Calcio, scommesse, vergogne e un sistema da non scimmiottare

Calcio, scommesse, vergogne e un sistema da non scimmiottare

- Scomettiamo che!
Ma cosa posso dire di scommesse?, di calcio scommesse e belinate varie? niente o quasi. Non me ne intendo, mi perdonerete? Ma non me ne intendo. Di Snai so solo che da quando me l'hanno messa sotto casa non trovo più parcheggio.

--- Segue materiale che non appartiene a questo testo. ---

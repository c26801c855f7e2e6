//! The Release Orchestrator: walks dataset -> split -> image -> variant,
//! invoking `plan::Generator`, `engine::render`, `annotate` and
//! `encode::encode_line` for each, then writes the release's
//! `data.yaml` and `metadata/` outputs.

pub mod manifest;
pub mod pool;

use std::path::Path;
use std::sync::atomic::Ordering;

use tracing::{debug, info, warn};

use crate::annotate::transform_matrix_precise;
use crate::codec;
use crate::config::ReleaseRequest;
use crate::encode::classmap::ClassMap;
use crate::encode::encode_line;
use crate::encode::yaml::DataYaml;
use crate::engine;
use crate::error::{ReleaseError, Result};
use crate::plan::Generator;
use crate::sink::FileSink;
use crate::source::DataSource;
use crate::types::SourceImage;
use manifest::{AnnotationShape, AnnotationsEntry, Manifest, ManifestBuilder, Point};

pub fn build_release(request: &ReleaseRequest, source: &dyn DataSource, sink: &dyn FileSink) -> Result<Manifest> {
    request.validate()?;

    // Every selection is bounds-checked once, up front, against the whole
    // request: a bad parameter is a `config_invalid` that aborts the
    // release before any image is touched, not a per-image failure.
    Generator::validate_all(&request.selections)?;

    let images = source.images(&request.dataset_id)?;
    info!(dataset_id = %request.dataset_id, image_count = images.len(), "starting release build");

    // Freeze the class-name set before any label is encoded: a name
    // introduced after this point falls back to class 0 in
    // `ClassMap::resolve` rather than shifting every other id.
    let mut names = Vec::new();
    for image in &images {
        for ann in source.annotations(&image.id)? {
            names.push(ann.class_name().to_string());
        }
    }
    let classes = ClassMap::build(names);

    let manifest = ManifestBuilder::default();
    for image in &images {
        if let Err(e) = build_image(request, source, sink, &classes, &manifest, image) {
            if matches!(e, ReleaseError::ConfigInvalid(_)) {
                return Err(e);
            }
            if matches!(e, ReleaseError::DecodeFailed { .. }) {
                manifest.for_split(image.split).images_failed.fetch_add(1, Ordering::Relaxed);
            }
            warn!(image_id = %image.id, error = %e, "image build failed, continuing release");
        }
    }

    let result = manifest.finish();
    let yaml = DataYaml::new(
        ".",
        &classes,
        result.train.variants_written,
        result.val.variants_written,
        result.test.variants_written,
    );
    sink.write_text(Path::new("data.yaml"), &yaml.to_yaml_string()?)?;
    sink.write_text(Path::new("metadata/release_config.json"), &serde_json::to_string_pretty(request)?)?;
    sink.write_text(
        Path::new("metadata/annotations.json"),
        &serde_json::to_string_pretty(&manifest.annotations_snapshot())?,
    )?;
    sink.write_text(Path::new("metadata/dataset_stats.json"), &serde_json::to_string_pretty(&result)?)?;
    Ok(result)
}

fn build_image(
    request: &ReleaseRequest,
    source: &dyn DataSource,
    sink: &dyn FileSink,
    classes: &ClassMap,
    manifest: &ManifestBuilder,
    image: &SourceImage,
) -> Result<()> {
    let (pixels, source_format) = codec::decode(Path::new(&image.file_path))?;
    let annotations = source.annotations(&image.id)?;
    let plan = Generator::generate(&request.selections, request.variants_per_original, &image.id)?;

    let results = pool::run_variants(plan.len(), request.options.max_concurrency, |i| {
        render_one_variant(request, sink, classes, manifest, image, &pixels, source_format, &plan.configs[i], i as u32, &annotations)
    });

    manifest.for_split(image.split).images_written.fetch_add(1, Ordering::Relaxed);

    let sink_failure = results.iter().any(|r| matches!(r, Err(ReleaseError::SinkFailed { .. })));
    if sink_failure && request.options.abort_on_sink_failure {
        return Err(ReleaseError::SinkFailed {
            path: image.file_path.clone(),
            source: std::io::Error::other(format!("one or more variants failed to write for image {}", image.id)),
        });
    }
    Ok(())
}

#[allow(clippy::too_many_arguments)]
fn render_one_variant(
    request: &ReleaseRequest,
    sink: &dyn FileSink,
    classes: &ClassMap,
    manifest: &ManifestBuilder,
    image: &SourceImage,
    pixels: &image::RgbImage,
    source_format: image::ImageFormat,
    config: &crate::transform::TransformationConfig,
    variant_index: u32,
    annotations: &[crate::types::Annotation],
) -> Result<()> {
    let counters = manifest.for_split(image.split);

    let rendered = match engine::render(pixels, config, &image.id, variant_index) {
        Ok(r) => r,
        Err(e) => {
            counters.variants_failed.fetch_add(1, Ordering::Relaxed);
            return Err(e);
        }
    };

    let suffix = config.suffix();
    let ext = request.options.output_format.extension(source_format);
    let base = format!("{}_{}", image.id, suffix);
    let image_path = Path::new("images").join(image.split.as_str()).join(format!("{base}.{ext}"));
    let label_path = Path::new("labels").join(image.split.as_str()).join(format!("{base}.txt"));

    let encoded_bytes = match codec::encode(&rendered.image, request.options.output_format, source_format) {
        Ok(b) => b,
        Err(e) => {
            counters.variants_failed.fetch_add(1, Ordering::Relaxed);
            return Err(e);
        }
    };
    if let Err(e) = sink.write_bytes(&image_path, &encoded_bytes) {
        counters.variants_failed.fetch_add(1, Ordering::Relaxed);
        return Err(e);
    }

    let mut lines = Vec::new();
    let mut shapes = Vec::new();
    for ann in annotations {
        let transported = match transform_matrix_precise(ann, &rendered.tracking) {
            Ok(Some(t)) => t,
            Ok(None) => {
                counters.annotations_dropped.fetch_add(1, Ordering::Relaxed);
                continue;
            }
            Err(e) => {
                debug!(image_id = %image.id, error = %e, "annotation dropped during transport");
                counters.annotations_dropped.fetch_add(1, Ordering::Relaxed);
                continue;
            }
        };
        match encode_line(&transported, rendered.tracking.final_dims, classes, request.export_format) {
            Ok(Some(line)) => {
                lines.push(line);
                shapes.push(AnnotationShape {
                    class_id: classes.resolve(transported.class_name()),
                    class_name: transported.class_name().to_string(),
                    points: annotation_points(&transported).into_iter().map(|(x, y)| Point { x, y }).collect(),
                });
            }
            Ok(None) => {
                counters.annotations_dropped.fetch_add(1, Ordering::Relaxed);
            }
            Err(e) => {
                debug!(image_id = %image.id, error = %e, "annotation line dropped at encode time");
                counters.annotations_dropped.fetch_add(1, Ordering::Relaxed);
            }
        }
    }

    let mut text = lines.join("\n");
    if !lines.is_empty() {
        text.push('\n');
    }
    if let Err(e) = sink.write_text(&label_path, &text) {
        sink.remove_file(&image_path).ok();
        counters.variants_failed.fetch_add(1, Ordering::Relaxed);
        return Err(e);
    }

    manifest.push_annotations(AnnotationsEntry { image_path: image_path.display().to_string(), shapes });
    counters.variants_written.fetch_add(1, Ordering::Relaxed);
    Ok(())
}

/// The transported annotation's coordinates in canonical `[{x,y},...]`
/// point-list form, for `metadata/annotations.json` — a box's four
/// corners, or a polygon's points verbatim.
fn annotation_points(ann: &crate::types::Annotation) -> Vec<(f64, f64)> {
    match ann {
        crate::types::Annotation::Bbox(b) => {
            vec![(b.x_min, b.y_min), (b.x_max, b.y_min), (b.x_max, b.y_max), (b.x_min, b.y_max)]
        }
        crate::types::Annotation::Polygon(p) => p.points.clone(),
    }
}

Invece penso di essere un uomo di calcio anzi di sport, non solo perché un pochino ho giocato e diretto una squadra semi professionistica, paesana, per un lustro ma perché mi vedo una mezza dozzina di partite a settimana tra ragazzini, partite di serie D e dei professionisti dal vivo e che qualcuna, diciamo n'altra mezza dozzina me la vedo tra sky e mysky, in tv e che inoltre, prima di farmi un bello strappo al retto femorale di qualche cm mi giocavo pure la partitella del venerdì. Quindi il solo pensiero che uno di questi deficienti
baciato dalla fortuna che pur cesso quanto è riesce a sgamare il doppio dello stipendio di un direttore di banca ci giochi o meglio scommetta pure sopra mi fa schifo ma non poco TANTO.

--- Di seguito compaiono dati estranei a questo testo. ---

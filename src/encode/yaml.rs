//! Emits the YOLO `data.yaml` descriptor: split paths
//! relative to the release root, class count, and the alphabetically
//! ordered class name list `ClassMap` froze.

use serde::Serialize;

use crate::error::Result;
use super::classmap::ClassMap;

#[derive(Serialize)]
pub struct DataYaml {
    pub path: String,
    #[serde(skip_serializing_if = "Option::is_none")]
    pub train: Option<String>,
    #[serde(skip_serializing_if = "Option::is_none")]
    pub val: Option<String>,
    #[serde(skip_serializing_if = "Option::is_none")]
    pub test: Option<String>,
    pub nc: usize,
    pub names: Vec<String>,
}

impl DataYaml {
    /// `train_count`/`val_count`/`test_count` are the number of images
    /// actually written to that split; a split with no images written
    /// is omitted from the descriptor entirely.
    pub fn new(
        release_root: impl Into<String>,
        classes: &ClassMap,
        train_count: u64,
        val_count: u64,
        test_count: u64,
    ) -> Self {
        let present = |count: u64, path: &str| if count > 0 { Some(path.to_string()) } else { None };
        Self {
            path: release_root.into(),
            train: present(train_count, "images/train"),
            val: present(val_count, "images/val"),
            test: present(test_count, "images/test"),
            nc: classes.len(),
            names: classes.names_in_order().to_vec(),
        }
    }

    pub fn to_yaml_string(&self) -> Result<String> {
        Ok(serde_yaml::to_string(self)?)
    }
}
//! A read-only abstraction over the external project store the release is
//! built from: source images, their annotations, and the
//! dataset/split membership the orchestrator walks. Kept separate from
//! `FileSink` because a release reads from one project but may write to a
//! different root (or, in tests, neither touches a real filesystem).

use crate::error::Result;
use crate::types::{Annotation, SourceImage};

pub trait DataSource: Send + Sync {
    /// Every source image belonging to `dataset_id`, in a stable order.
    fn images(&self, dataset_id: &str) -> Result<Vec<SourceImage>>;

    /// The annotations for one source image, in their original order.
    fn annotations(&self, image_id: &str) -> Result<Vec<Annotation>>;
}

/// An in-memory `DataSource` for tests and examples: images/annotations
/// are supplied up front rather than read from a project database.
#[derive(Default)]
pub struct InMemorySource {
    images: Vec<SourceImage>,
    annotations: std::collections::HashMap<String, Vec<Annotation>>,
}

impl InMemorySource {
    pub fn new() -> Self {
        Self::default()
    }

    pub fn with_image(mut self, image: SourceImage, annotations: Vec<Annotation>) -> Self {
        self.annotations.insert(image.id.clone(), annotations);
        self.images.push(image);
        self
    }
}

impl DataSource for InMemorySource {
    fn images(&self, dataset_id: &str) -> Result<Vec<SourceImage>> {
        Ok(self.images.iter().filter(|i| i.dataset_id == dataset_id).cloned().collect())
    }

    fn annotations(&self, image_id: &str) -> Result<Vec<Annotation>> {
        Ok(self.annotations.get(image_id).cloned().unwrap_or_default())
    }
}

Ma vediamo cosa sta succedendo.
Credevo di abitare, al centro della città, in un quartiere residenziale e forse una volta
lo era, c'erano banche e negozi, oggi solo pub pizzerie e udite bene centri Snai e di scommesse varie e nascono come funghi come le lavanderie automatiche, con qualche bella macchinetta del poker in bella evidenza. Ricordo che avevo 14/15 anni e ogni tanto in cameretta con gli amici, oltre a tirare qualche tiro di sigaretta ben nascosto e furtivo, provavo, anzi provavamo, a fare “The Stange” con Redford e Paul Newman giocandoci, a parole il “soldatino” di turno o cercando il brivido del poker giocandoci qualche mille lire e qualche gianduiotto, e se entrava di colpo il mio papa' erano pattoni e anche secchi,
ma faceva parte del gioco.
Oggi se entro in casa e entro in camera di mio figlio rischio di trovarmelo di fronte a Caressa che impunemente lo spinge a iscriversi a qualche sito per giocarsi un pokerino. Il mio povero papà si rivolterebbe nella tomba. Cambiati i tempi eh?.

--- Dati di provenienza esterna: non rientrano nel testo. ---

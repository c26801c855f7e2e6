//! Six end-to-end release scenarios: a synthetic 640x480 `cat.jpg` with one bbox
//! `(100, 80, 300, 240)`, class `cat`, run end to end through
//! `orchestrator::build_release` against a real (tempdir) filesystem sink.

use image::{GenericImageView, Rgb, RgbImage};
use release_forge::orchestrator::manifest::Manifest;
use release_forge::prelude::*;
use release_forge::transform::geometric::{FillColor, ResizeMode};
use std::path::Path;

fn init_logging() {
    let _ = tracing_subscriber::fmt::try_init();
}

fn write_source_image(dir: &Path, name: &str, w: u32, h: u32) -> String {
    let img = RgbImage::from_pixel(w, h, Rgb([120, 140, 160]));
    let path = dir.join(name);
    img.save(&path).unwrap();
    path.to_string_lossy().into_owned()
}

fn cat_image(dir: &Path, split: Split) -> SourceImage {
    let path = write_source_image(dir, "cat.jpg", 640, 480);
    SourceImage {
        id: "cat".to_string(),
        file_path: path,
        width: 640,
        height: 480,
        split,
        dataset_id: "ds".to_string(),
    }
}

fn cat_bbox() -> BoundingBox {
    BoundingBox {
        x_min: 100.0,
        y_min: 80.0,
        x_max: 300.0,
        y_max: 240.0,
        class_name: "cat".to_string(),
        class_id: 0,
        confidence: 1.0,
    }
}

fn read_label(release_root: &Path, file_name: &str) -> String {
    std::fs::read_to_string(release_root.join("labels/train").join(file_name)).unwrap()
}

fn build(release_root: &Path, image: SourceImage, bbox: BoundingBox, selections: Vec<UserToolSpec>, variants: u32) -> Manifest {
    let src = InMemorySource::new().with_image(image, vec![Annotation::Bbox(bbox)]);
    let sink = FsSink::new(release_root);
    let request = ReleaseRequest {
        release_name: "scenario-release".to_string(),
        dataset_id: "ds".to_string(),
        release_root: release_root.to_string_lossy().into_owned(),
        selections,
        variants_per_original: variants,
        task_type: TaskType::ObjectDetection,
        export_format: ExportFormat::YoloDetection,
        options: ReleaseOptions { max_concurrency: 1, ..ReleaseOptions::default() },
    };
    build_release(&request, &src, &sink).unwrap()
}

#[test]
fn s1_stretch_to_320x320() {
    init_logging();
    let dir = tempfile::tempdir().unwrap();
    let image = cat_image(dir.path(), Split::Train);
    build(
        dir.path(),
        image,
        cat_bbox(),
        vec![UserToolSpec::Resize {
            width: 320,
            height: 320,
            mode: ResizeMode::StretchTo,
            fill_color: FillColor::Black,
        }],
        0,
    );
    let label = read_label(dir.path(), "cat_original.txt");
    assert_eq!(label.trim(), "0 0.312500 0.333333 0.312500 0.333333");
}

#[test]
fn s2_fit_within_320x320() {
    init_logging();
    let dir = tempfile::tempdir().unwrap();
    let image = cat_image(dir.path(), Split::Train);
    build(
        dir.path(),
        image,
        cat_bbox(),
        vec![UserToolSpec::Resize {
            width: 320,
            height: 320,
            mode: ResizeMode::FitWithin,
            fill_color: FillColor::Black,
        }],
        0,
    );
    let label = read_label(dir.path(), "cat_original.txt");
    assert_eq!(label.trim(), "0 0.312500 0.333333 0.312500 0.333333");

    // final canvas is (320, 240), not the nominal (320, 320).
    let img = image::open(dir.path().join("images/train/cat_original.jpg")).unwrap();
    assert_eq!(img.dimensions(), (320, 240));
}

#[test]
fn s3_fit_black_edges_320x320() {
    init_logging();
    let dir = tempfile::tempdir().unwrap();
    let image = cat_image(dir.path(), Split::Train);
    build(
        dir.path(),
        image,
        cat_bbox(),
        vec![UserToolSpec::Resize {
            width: 320,
            height: 320,
            mode: ResizeMode::FitBlackEdges,
            fill_color: FillColor::Black,
        }],
        0,
    );
    let label = read_label(dir.path(), "cat_original.txt");
    // s=0.5, pad_y=round((320-240)/2)=40: bbox (50,80,150,160) on a
    // 320x320 canvas -> cx=100/320, cy=120/320, w=100/320, h=80/320.
    assert_eq!(label.trim(), "0 0.312500 0.375000 0.312500 0.250000");
}

#[test]
fn s4_flip_horizontal_only() {
    init_logging();
    let dir = tempfile::tempdir().unwrap();
    let image = cat_image(dir.path(), Split::Train);
    build(
        dir.path(),
        image,
        cat_bbox(),
        vec![UserToolSpec::Flip { horizontal: true, vertical: false }],
        0,
    );
    let label = read_label(dir.path(), "cat_flip_horizontal.txt");
    assert_eq!(label.trim(), "0 0.687500 0.333333 0.312500 0.333333");
}

#[test]
fn s5_rotate_dual_value_plan_length_and_filenames() {
    init_logging();
    let dir = tempfile::tempdir().unwrap();
    let image = cat_image(dir.path(), Split::Train);
    build(
        dir.path(),
        image,
        cat_bbox(),
        vec![UserToolSpec::Rotate { angle: 30.0, expand: false, fill_color: FillColor::White }],
        2,
    );

    // baseline: identity, label matches the raw bbox normalized by (640,480).
    let baseline = read_label(dir.path(), "cat_original.txt");
    assert_eq!(baseline.trim(), "0 0.312500 0.333333 0.312500 0.333333");

    // variant 1 (auto = -30deg) and variant 2 (user = +30deg) each wrote
    // their own distinctly suffixed pixel + label pair.
    assert!(dir.path().join("images/train/cat_rotate-30.jpg").exists());
    assert!(dir.path().join("labels/train/cat_rotate-30.txt").exists());
    assert!(dir.path().join("images/train/cat_rotate30.jpg").exists());
    assert!(dir.path().join("labels/train/cat_rotate30.txt").exists());
}

#[test]
fn s6_polygon_clipped_by_stretch_to() {
    init_logging();
    let dir = tempfile::tempdir().unwrap();
    let path = write_source_image(dir.path(), "cat.jpg", 640, 480);
    let image = SourceImage {
        id: "cat".to_string(),
        file_path: path,
        width: 640,
        height: 480,
        split: Split::Train,
        dataset_id: "ds".to_string(),
    };
    let polygon = Polygon {
        points: vec![(600.0, 400.0), (700.0, 400.0), (700.0, 500.0), (600.0, 500.0)],
        class_name: "cat".to_string(),
        class_id: 0,
        confidence: 1.0,
    };
    let src = InMemorySource::new().with_image(image, vec![Annotation::Polygon(polygon)]);
    let sink = FsSink::new(dir.path());
    let request = ReleaseRequest {
        release_name: "scenario-release".to_string(),
        dataset_id: "ds".to_string(),
        release_root: dir.path().to_string_lossy().into_owned(),
        selections: vec![UserToolSpec::Resize {
            width: 320,
            height: 320,
            mode: ResizeMode::StretchTo,
            fill_color: FillColor::Black,
        }],
        variants_per_original: 0,
        task_type: TaskType::Segmentation,
        export_format: ExportFormat::YoloSegmentation,
        options: ReleaseOptions { max_concurrency: 1, ..ReleaseOptions::default() },
    };
    build_release(&request, &src, &sink).unwrap();

    let label = read_label(dir.path(), "cat_original.txt");
    let line = label.trim();
    let mut fields = line.split_whitespace();
    assert_eq!(fields.next().unwrap(), "0");
    let coords: Vec<f64> = fields.map(|v| v.parse().unwrap()).collect();
    // 4 vertices survive the clip (x clamped at the 320 edge); every x
    // normalizes to either 300/320 or 320/320, every y to 266.67/320 or
    // 333.33/320.
    assert_eq!(coords.len(), 8);
    for chunk in coords.chunks(2) {
        let x = chunk[0] * 320.0;
        assert!((x - 300.0).abs() < 1e-2 || (x - 320.0).abs() < 1e-2, "x={x}");
    }
}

Ah già questi benedetti anglossassoni, ora noi dobbiamo assolutamente appiattirci sui loro costumi, anzi malcostumi, dobbiamo e lo facciamo, vuoi mica perderti lo scimmiottare i bei modi dei LondonBoy's. Mi domando cosa facciamo studiare a fare il latino, il greco e i classici ai nostri ragazzi se poi bisogna andare avanti con il "correct" via vai del mondo d'albione, un mondo civilissimo e esperto, ma che dico espertissimo, in cultura sportiva,
aplomb e con l'irinunciabile the alle five o clock , oltre che in covered warrant, edge found e crak vari. Ci siamo svegliati e abbiamo scoperto che dopo la massaia del trading on line per sbancare la borsa, i palazzinari per fare soldi facili era arrivato il momento del “Mandrake” e..c.. Certo che non dobbiamo dimenticarci che ogni tanto arriva, come anche in questo caso è arrivato, il Ventresca. Veniamo al nostro amato calcio e ai novelli Albert Einstein e allora ecco che escono fuori storie di sonniferi ai compagni di squadra, roba che se succedeva 30 anni fa negli spogliatoi che conoscevo io il portiere Paoloni doveva emigrare in Costa Rica, non per sfuggire ai magistrati ma perché gli avremmo infilato un ombrellone su per il c…o, storie di gente che ne fa più di “Calcio in Francia” (ma non era Carlo?) che scommette perde e allora che fa? Riscommette cercando di rimettere le cose al loro posto. Ahh piccolo cucciolotto illuso, fosse così semplice, Tremonti sarebbe il più grande scommettitore del mondo (scherzo).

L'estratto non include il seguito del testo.